TTIP: Transparency must come from Europe

25 June 2015

TTIP: Transparency must come from Europe

The SP is urging European Trade Commissioner Cecilia Malmström to make a serious effort to bring transparency to the Transatlantic Trade and Investment Partnership between the United States and the European Union. The US Congress yesterday opted for the so-called Fast Track procedure, which removes direct democratic control over the Transpacific Trade Partnership, the treaty being negotiated with a number of countries which lie within or border the Pacific Ocean, including Japan, Australia and Mexico. It is feared that these negotiations will simply continue to take place behind closed doors.

Foto: SP
European Parliament demonstration, Brussels: "Open the door to transparency"

SP Euro-MP Anne-Marie Mineur sits on the International Trade Committee. She says in response to Congress’s move that “with this they are giving up the chance both to follow the negotiations closely and to have any influence on them. Congress has handed competence on this to the President, and can at best still vote to reject when the final result is put before them. However, Congress has never before voted against a proposal after preciously voting for Fast Track.”

Whether Congress will also give President Obama a free hand in relation to the TTIP is not yet known. According to Mineur, this means that Commissioner Malmström has a role to play here. “Malmström promised when she took office to offer the European Parliament maximum transparency regarding the TTIP. Yet we’re still not being given sight of all the documents. Only the EU’s contribution is known, and this information has often already been overtaken by events. The European Parliament has the right only to vote for or against the treaty, which means that democratic control is very meagre. Malmström should be doing decidedly more on that point, but also stepping up the pressure on the Americans.”

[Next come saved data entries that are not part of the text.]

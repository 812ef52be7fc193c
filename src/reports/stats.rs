//! Summary statistics report
//!
//! The statistics screen from the expense tracker: record count, total,
//! average, category count, and the highest and lowest records.

use std::fmt::Display;

use crate::ledger::{Ledger, LedgerRecord};
use crate::models::Money;

/// Summary statistics over a ledger
#[derive(Debug, Clone)]
pub struct StatsReport {
    /// Number of records
    pub record_count: usize,
    /// Number of distinct categories
    pub category_count: usize,
    /// Sum of all revenues
    pub total: Money,
    /// Average revenue per record (zero when empty)
    pub average: Money,
    /// Display label and revenue of the highest record
    pub highest: Option<(String, Money)>,
    /// Display label and revenue of the lowest record
    pub lowest: Option<(String, Money)>,
}

impl StatsReport {
    /// Generate the report from a ledger
    pub fn generate<R>(ledger: &Ledger<R>) -> Self
    where
        R: LedgerRecord + Display,
    {
        Self {
            record_count: ledger.len(),
            category_count: ledger.categories().len(),
            total: ledger.total(),
            average: ledger.average(),
            highest: ledger.highest().map(|r| (r.to_string(), r.revenue())),
            lowest: ledger.lowest().map(|r| (r.to_string(), r.revenue())),
        }
    }

    /// Format the report for terminal display
    pub fn format_terminal(&self) -> String {
        if self.record_count == 0 {
            return "No records to analyze yet.\n".to_string();
        }

        let mut output = String::new();
        output.push_str(&format!("Records:    {}\n", self.record_count));
        output.push_str(&format!("Categories: {}\n", self.category_count));
        output.push_str(&format!("Total:      {}\n", self.total));
        output.push_str(&format!("Average:    {}\n", self.average));

        if let Some((label, revenue)) = &self.highest {
            output.push_str(&format!("Highest:    {} ({})\n", revenue, label));
        }
        if let Some((label, revenue)) = &self.lowest {
            output.push_str(&format!("Lowest:     {} ({})\n", revenue, label));
        }

        output
    }
}
//! Ranking reports
//!
//! [`RankingReport`] ranks individual records by revenue; the sales variant
//! additionally ranks product groups by summed revenue through
//! [`ProductRankingReport`].

use std::fmt::Display;

use crate::ledger::{Ledger, LedgerRecord, SalesBook};
use crate::models::Money;

/// Which end of the revenue ordering a ranking shows
#[derive(Debug, Clone, Copy, PartialEq, Eq)]
pub enum RankDirection {
    Highest,
    Lowest,
}

/// One ranked entry, pre-formatted for display
#[derive(Debug, Clone)]
pub struct RankedRow {
    /// 1-based rank
    pub rank: usize,
    /// Display label for the record or group
    pub label: String,
    /// Revenue the rank was computed from
    pub revenue: Money,
}

/// Top-or-bottom-N records by revenue
#[derive(Debug, Clone)]
pub struct RankingReport {
    /// Ranked rows, best (or worst) first
    pub rows: Vec<RankedRow>,
    /// Direction the ranking was taken in
    pub direction: RankDirection,
}

impl RankingReport {
    /// Generate a ranking from a ledger
    pub fn generate<R>(ledger: &Ledger<R>, direction: RankDirection, n: usize) -> Self
    where
        R: LedgerRecord + Display,
    {
        let ranked = match direction {
            RankDirection::Highest => ledger.top_n(n),
            RankDirection::Lowest => ledger.bottom_n(n),
        };

        let rows = ranked
            .into_iter()
            .enumerate()
            .map(|(i, record)| RankedRow {
                rank: i + 1,
                label: record.to_string(),
                revenue: record.revenue(),
            })
            .collect();

        Self { rows, direction }
    }

    /// Format the report for terminal display
    pub fn format_terminal(&self) -> String {
        if self.rows.is_empty() {
            return "No records to rank yet.\n".to_string();
        }

        let mut output = String::new();
        for row in &self.rows {
            output.push_str(&format!("#{:<3} {}\n", row.rank, row.label));
        }
        output
    }
}

/// Top-N product groups by summed revenue (sales variant)
#[derive(Debug, Clone)]
pub struct ProductRankingReport {
    /// Ranked rows, highest revenue first
    pub rows: Vec<RankedRow>,
}

impl ProductRankingReport {
    /// Generate a product ranking from a sales book
    pub fn generate(book: &SalesBook, n: usize) -> Self {
        let rows = book
            .top_products(n)
            .into_iter()
            .enumerate()
            .map(|(i, entry)| RankedRow {
                rank: i + 1,
                label: format!("{} ({} units)", entry.name, entry.units),
                revenue: entry.revenue,
            })
            .collect();
        Self { rows }
    }

    /// Format the report for terminal display
    pub fn format_terminal(&self) -> String {
        if self.rows.is_empty() {
            return "No sales to rank yet.\n".to_string();
        }

        let mut output = String::new();
        for row in &self.rows {
            output.push_str(&format!(
                "#{:<3} {:<30} {:>12}\n",
                row.rank,
                row.label,
                row.revenue.to_string()
            ));
        }
        output
    }
}

#[cfg(test)]
mod tests {
    use super::*;
    use crate::models::{Expense, Product};

    fn sample_ledger() -> Ledger<Expense> {
        let mut ledger = Ledger::new();
        ledger.add(Expense::new(Money::from_cents(10000), "Food", "2024-01-05"));
        ledger.add(Expense::new(Money::from_cents(5000), "Food", "2024-02-01"));
        ledger.add(Expense::new(Money::from_cents(20000), "Bills", "2024-01-20"));
        ledger
    }

    #[test]
    fn test_highest_ranking() {
        let report = RankingReport::generate(&sample_ledger(), RankDirection::Highest, 2);

        assert_eq!(report.rows.len(), 2);
        assert_eq!(report.rows[0].rank, 1);
        assert_eq!(report.rows[0].revenue, Money::from_cents(20000));
        assert!(report.rows[0].label.contains("Bills"));
        assert_eq!(report.rows[1].revenue, Money::from_cents(10000));
    }

    #[test]
    fn test_lowest_ranking() {
        let report = RankingReport::generate(&sample_ledger(), RankDirection::Lowest, 1);
        assert_eq!(report.rows[0].revenue, Money::from_cents(5000));
    }

    #[test]
    fn test_n_larger_than_ledger() {
        let report = RankingReport::generate(&sample_ledger(), RankDirection::Highest, 50);
        assert_eq!(report.rows.len(), 3);
    }

    #[test]
    fn test_empty_ranking() {
        let ledger: Ledger<Expense> = Ledger::new();
        let report = RankingReport::generate(&ledger, RankDirection::Highest, 5);
        assert_eq!(report.format_terminal(), "No records to rank yet.\n");
    }

    #[test]
    fn test_product_ranking() {
        let mut book = SalesBook::new();
        book.add_product(Product::new("Widget", "Hardware", Money::from_cents(250)))
            .unwrap();
        book.add_product(Product::new("Gadget", "Hardware", Money::from_cents(1000)))
            .unwrap();
        book.record_sale("Widget", 4, "2024-01-05").unwrap();
        book.record_sale("Gadget", 3, "2024-01-10").unwrap();

        let report = ProductRankingReport::generate(&book, 5);
        assert_eq!(report.rows.len(), 2);
        assert_eq!(report.rows[0].revenue, Money::from_cents(3000));
        assert!(report.rows[0].label.contains("Gadget"));
        assert!(report.rows[0].label.contains("3 units"));

        let text = report.format_terminal();
        assert!(text.contains("#1"));
        assert!(text.contains("$30.00"));
    }
}
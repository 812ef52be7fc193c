//! Interactive shells
//!
//! Numbered-menu loops for the two utilities. Both shells are written
//! against `BufRead`/`Write` rather than stdin/stdout directly so they can
//! be driven by unit tests. The shells own all I/O; the ledger and report
//! layers stay pure.

pub mod expenses;
pub mod sales;

use std::io::{BufRead, Write};

use crate::error::TallyResult;
use crate::models::Money;

/// Print `text` as a prompt and read one trimmed line
///
/// Returns `None` on end of input, which the menu loops treat as quit.
fn prompt<R: BufRead, W: Write>(
    input: &mut R,
    output: &mut W,
    text: &str,
) -> TallyResult<Option<String>> {
    write!(output, "{}", text)?;
    output.flush()?;

    let mut line = String::new();
    if input.read_line(&mut line)? == 0 {
        return Ok(None);
    }
    Ok(Some(line.trim().to_string()))
}

/// Prompt until the user enters a positive money amount
fn prompt_amount<R: BufRead, W: Write>(
    input: &mut R,
    output: &mut W,
    text: &str,
) -> TallyResult<Option<Money>> {
    loop {
        let Some(entered) = prompt(input, output, text)? else {
            return Ok(None);
        };

        match Money::parse(&entered) {
            Ok(amount) if amount.is_positive() => return Ok(Some(amount)),
            Ok(_) => writeln!(output, "Amount must be greater than 0.")?,
            Err(_) => writeln!(output, "Please enter a valid amount, e.g. 12.50.")?,
        }
    }
}

/// Prompt until the user enters a non-empty value
fn prompt_required<R: BufRead, W: Write>(
    input: &mut R,
    output: &mut W,
    text: &str,
) -> TallyResult<Option<String>> {
    loop {
        let Some(entered) = prompt(input, output, text)? else {
            return Ok(None);
        };
        if !entered.is_empty() {
            return Ok(Some(entered));
        }
        writeln!(output, "A value is required.")?;
    }
}

/// Prompt for a date string; empty input falls back to today
///
/// Any other input is accepted as-is: a malformed date degrades to the
/// unknown bucket instead of rejecting the record.
fn prompt_date<R: BufRead, W: Write>(
    input: &mut R,
    output: &mut W,
) -> TallyResult<Option<String>> {
    let Some(entered) = prompt(input, output, "Date (YYYY-MM-DD, empty for today): ")? else {
        return Ok(None);
    };

    if entered.is_empty() {
        Ok(Some(chrono::Utc::now().date_naive().format("%Y-%m-%d").to_string()))
    } else {
        Ok(Some(entered))
    }
}

/// Prompt until the user enters a number that fits the target type
///
/// Out-of-range input (e.g. a quantity past `u32::MAX`) re-prompts like any
/// other invalid entry instead of wrapping.
fn prompt_number<T, R, W>(input: &mut R, output: &mut W, text: &str) -> TallyResult<Option<T>>
where
    T: std::str::FromStr,
    R: BufRead,
    W: Write,
{
    loop {
        let Some(entered) = prompt(input, output, text)? else {
            return Ok(None);
        };

        match entered.parse::<T>() {
            Ok(n) => return Ok(Some(n)),
            Err(_) => writeln!(output, "Please enter a number.")?,
        }
    }
}
//! Monthly trend report
//!
//! Time-bucketed revenue, one row per (year, month), ascending. Records
//! whose date failed to parse are reported in a separate "unknown date"
//! row rather than dropped.

use crate::display::report::format_bar;
use crate::ledger::{Ledger, LedgerRecord};
use crate::models::{month_name, Money, UNKNOWN_PERIOD};

/// One month's revenue
#[derive(Debug, Clone, PartialEq, Eq)]
pub struct TrendRow {
    /// Year of the bucket (0 for the unknown bucket)
    pub year: i32,
    /// Month of the bucket (0 for the unknown bucket)
    pub month: u32,
    /// Summed revenue
    pub total: Money,
}

impl TrendRow {
    /// Label for display, e.g. "Jan 2024"
    pub fn label(&self) -> String {
        if (self.year, self.month) == UNKNOWN_PERIOD {
            "(unknown date)".to_string()
        } else {
            format!("{} {}", month_name(self.month), self.year)
        }
    }
}

/// Revenue per month, ascending by (year, month)
#[derive(Debug, Clone)]
pub struct TrendReport {
    /// Month rows; the unknown-date bucket sorts first when present
    pub rows: Vec<TrendRow>,
}

impl TrendReport {
    /// Generate the report from a ledger
    pub fn generate<R: LedgerRecord>(ledger: &Ledger<R>) -> Self {
        let rows = ledger
            .monthly_trend()
            .into_iter()
            .map(|((year, month), total)| TrendRow { year, month, total })
            .collect();
        Self { rows }
    }

    /// Format the report for terminal display
    pub fn format_terminal(&self) -> String {
        if self.rows.is_empty() {
            return "No records to summarize yet.\n".to_string();
        }

        let max_cents = self
            .rows
            .iter()
            .map(|r| r.total.abs().cents())
            .max()
            .unwrap_or(0);

        let mut output = String::new();
        for row in &self.rows {
            output.push_str(&format!(
                "{:<15} {:>12}  {}\n",
                row.label(),
                row.total.to_string(),
                format_bar(row.total.abs().cents() as f64, max_cents as f64, 24)
            ));
        }
        output
    }
}

#[cfg(test)]
mod tests {
    use super::*;
    use crate::models::Expense;

    #[test]
    fn test_generate_ascending() {
        let mut ledger = Ledger::new();
        ledger.add(Expense::new(Money::from_cents(5000), "Food", "2024-02-01"));
        ledger.add(Expense::new(Money::from_cents(10000), "Food", "2024-01-05"));
        ledger.add(Expense::new(Money::from_cents(20000), "Bills", "2024-01-20"));

        let report = TrendReport::generate(&ledger);
        assert_eq!(report.rows.len(), 2);
        assert_eq!((report.rows[0].year, report.rows[0].month), (2024, 1));
        assert_eq!(report.rows[0].total, Money::from_cents(30000));
        assert_eq!(report.rows[1].total, Money::from_cents(5000));
    }

    #[test]
    fn test_labels() {
        let row = TrendRow {
            year: 2024,
            month: 3,
            total: Money::zero(),
        };
        assert_eq!(row.label(), "Mar 2024");

        let unknown = TrendRow {
            year: 0,
            month: 0,
            total: Money::zero(),
        };
        assert_eq!(unknown.label(), "(unknown date)");
    }

    #[test]
    fn test_unknown_bucket_in_output() {
        let mut ledger = Ledger::new();
        ledger.add(Expense::new(Money::from_cents(100), "Food", "whenever"));
        ledger.add(Expense::new(Money::from_cents(200), "Food", "2024-06-01"));

        let report = TrendReport::generate(&ledger);
        let text = report.format_terminal();
        assert!(text.contains("(unknown date)"));
        assert!(text.contains("Jun 2024"));
    }

    #[test]
    fn test_empty_report() {
        let ledger: Ledger<Expense> = Ledger::new();
        let report = TrendReport::generate(&ledger);
        assert_eq!(report.format_terminal(), "No records to summarize yet.\n");
    }
}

Mineur is concerned. “This is about enormous changes. It’s not only that trade tariffs will be dispensed with, there’ll also be new rules concerning agriculture, banking and the pharmaceutical industry, and the controversial arbitrage mechanism, the Investor-State Dispute Settlement (ISDS) system forms part of the deal. It’s shocking the ease with which democratically elected representatives of the people are having their oversight function taken out of their hands. It will also mean that the US media can publish less on the negotiations.”